§ **ACTION ITEM**
Where the records below reach the line containing "job lock and", start transcribing, and end with the line containing "use crate::resolver::DatasetResolver;", exactly and with nothing else added.

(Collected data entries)
Content starts

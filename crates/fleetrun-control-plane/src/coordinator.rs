//! Job coordinator.
//!
//! Owns the job lifecycle: submission and decomposition, cancellation,
//! task result reports and reclaiming tasks from lost or stuck workers.
//! Every counter on a job is mutated here and nowhere else.
//!
//! Locking: a job lock is never held while calling into the queue or the
//! worker registry. Work that needs them is collected under the job lock and
//! carried out after it is released.

use std::fmt;
use std::sync::Arc;

use chrono::{DateTime, Duration, Utc};
use tracing::{debug, info, warn};

use fleetrun_core::{
    CoreError, Job, JobId, JobSpec, JobStatus, Task, TaskId, TaskStatus, WorkerId,
};
use fleetrun_proto::{CancelJobResponse, ReportTaskResultRequest, ReportTaskResultResponse};

use crate::events::{JobEvent, MetricsSink};
use crate::metrics::Counters;
use crate::queue::{QueueItem, TaskQueue};
use crate::registry::WorkerRegistry;
use crate::resolver::DatasetResolver;
use crate::store::{JobEntry, JobStore};

/// Failure budgets applied to every task.
#[derive(Debug, Clone, Copy, PartialEq, Eq)]
pub struct RetryPolicy {
    /// Execution attempts before a task is failed. A job spec may override it.
    pub max_retries: u32,

    /// Reclaims from dead or stuck workers before a task is failed.
    /// Counted separately from `max_retries`.
    pub max_reassignments: u32,
}

impl Default for RetryPolicy {
    fn default() -> Self {
        Self {
            max_retries: 3,
            max_reassignments: 5,
        }
    }
}

/// How a task report was handled.
#[derive(Debug, Clone, Copy, PartialEq, Eq)]
pub enum ReportOutcome {
    /// The report changed the task.
    Accepted,
    /// The task was already terminal; nothing changed.
    Duplicate,
    /// The reporting worker no longer holds the task; nothing changed.
    Stale,
}

impl ReportOutcome {
    pub fn response(self) -> ReportTaskResultResponse {
        ReportTaskResultResponse {
            ack: true,
            accepted: self == Self::Accepted,
            duplicate: self == Self::Duplicate,
        }
    }
}

/// Why a task is taken away from its worker.
#[derive(Debug, Clone, Copy, PartialEq, Eq)]
pub enum ReclaimReason {
    /// The worker stopped heartbeating.
    WorkerLost,
    /// The task exceeded the execution timeout.
    Timeout,
}

impl fmt::Display for ReclaimReason {
    fn fmt(&self, f: &mut fmt::Formatter<'_>) -> fmt::Result {
        match self {
            Self::WorkerLost => write!(f, "worker lost"),
            Self::Timeout => write!(f, "execution timeout"),
        }
    }
}

/// An assignment that overran the execution timeout.
#[derive(Debug, Clone, PartialEq, Eq)]
pub struct StuckTask {
    pub task_id: TaskId,
    pub worker_id: WorkerId,
    /// Attempt observed when the task was found; reclaim skips any later one.
    pub attempt: u32,
}

/// Job coordinator.
pub struct JobCoordinator {
    store: Arc<JobStore>,
    queue: Arc<TaskQueue>,
    registry: Arc<WorkerRegistry>,
    resolver: Arc<dyn DatasetResolver>,
    sink: Arc<dyn MetricsSink>,
    counters: Arc<Counters>,
    policy: RetryPolicy,
}
//! Converters between domain types and wire messages.

use fleetrun_core::{Job, Task, Worker};

use crate::{Assignment, JobStatusResponse, WorkerSummary};

// ============================================================================
// Job conversions
// ============================================================================

impl From<&Job> for JobStatusResponse {
    fn from(job: &Job) -> Self {
        Self {
            job_id: job.id.clone(),
            name: job.spec.name.clone(),
            status: job.status,
            progress: job.progress(),
            completed_tasks: job.completed_tasks,
            failed_tasks: job.failed_tasks,
            cancelled_tasks: job.cancelled_tasks,
            total_tasks: job.total_tasks,
            aggregate_metrics: job.aggregate_metrics.clone(),
            submitted_by: job.submitted_by.clone(),
            created_at: job.created_at,
            last_updated_at: job.last_updated_at,
            finished_at: job.finished_at,
        }
    }
}

// ============================================================================
// Task conversions
// ============================================================================

impl Assignment {
    /// Build the payload handed to a worker for `task` of `job`.
    pub fn for_task(task: &Task, job: &Job) -> Self {
        Self {
            task_id: task.id.clone(),
            job_id: task.job_id.clone(),
            ordinal: task.ordinal,
            unit_start: task.unit_start,
            unit_end: task.unit_end,
            task_template: job.spec.task_template.clone(),
            data_ref: job.spec.data_ref.clone(),
            parameters: job.spec.parameters.clone(),
            attempt: task.attempt(),
        }
    }
}

// ============================================================================
// Worker conversions
// ============================================================================

impl From<&Worker> for WorkerSummary {
    fn from(worker: &Worker) -> Self {
        Self {
            worker_id: worker.id.clone(),
            hostname: worker.capability.hostname.clone(),
            tags: worker.capability.tags.clone(),
            status: worker.status,
            current_task_id: worker.current_task_id().cloned(),
            current_tasks: worker.current_tasks.iter().cloned().collect(),
            max_concurrent_tasks: worker.capability.max_concurrent_tasks,
            completed_count: worker.completed_count,
            failed_count: worker.failed_count,
            last_heartbeat_at: worker.last_heartbeat_at,
            registered_at: worker.registered_at,
        }
    }
}

#[cfg(test)]
mod tests {
    use super::*;
    use chrono::Utc;
    use fleetrun_core::{JobSpec, TaskId, TaskTemplate, WorkerCapability, WorkerId};

    #[test]
    fn test_assignment_carries_job_payload() {
        let spec = JobSpec::new("iris", TaskTemplate::new("train"), 4, "datasets/iris.csv")
            .with_parameter("learning_rate", "0.01");
        let job = Job::new(spec, "alice", 1);
        let mut task = job.spec.decompose(&job.id).remove(2);
        task.retry_count = 1;

        let assignment = Assignment::for_task(&task, &job);
        assert_eq!(assignment.ordinal, 2);
        assert_eq!(assignment.unit_start, 2);
        assert_eq!(assignment.task_template.kind, "train");
        assert_eq!(assignment.parameters["learning_rate"], "0.01");
        assert_eq!(assignment.attempt, 2);
    }

    #[test]
    fn test_worker_summary() {
        let cap = WorkerCapability::new("node-1").with_tag("gpu");
        let mut worker = Worker::new(WorkerId::new("w1"), cap, Utc::now());
        worker.hold(TaskId::new("t1"));

        let summary = WorkerSummary::from(&worker);
        assert_eq!(summary.hostname, "node-1");
        assert_eq!(summary.current_task_id, Some(TaskId::new("t1")));
        assert!(summary.tags.contains("gpu"));
    }
}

Content ends

§ **REPLY TO THE EXERCISE**
//! worker registry. Work that needs them is collected under the job lock and
//! carried out after it is released.

use std::fmt;
use std::sync::Arc;

use chrono::{DateTime, Duration, Utc};
use tracing::{debug, info, warn};

use fleetrun_core::{
    CoreError, Job, JobId, JobSpec, JobStatus, Task, TaskId, TaskStatus, WorkerId,
};
use fleetrun_proto::{CancelJobResponse, ReportTaskResultRequest, ReportTaskResultResponse};

use crate::events::{JobEvent, MetricsSink};
use crate::metrics::Counters;
use crate::queue::{QueueItem, TaskQueue};
use crate::registry::WorkerRegistry;
use crate::resolver::DatasetResolver;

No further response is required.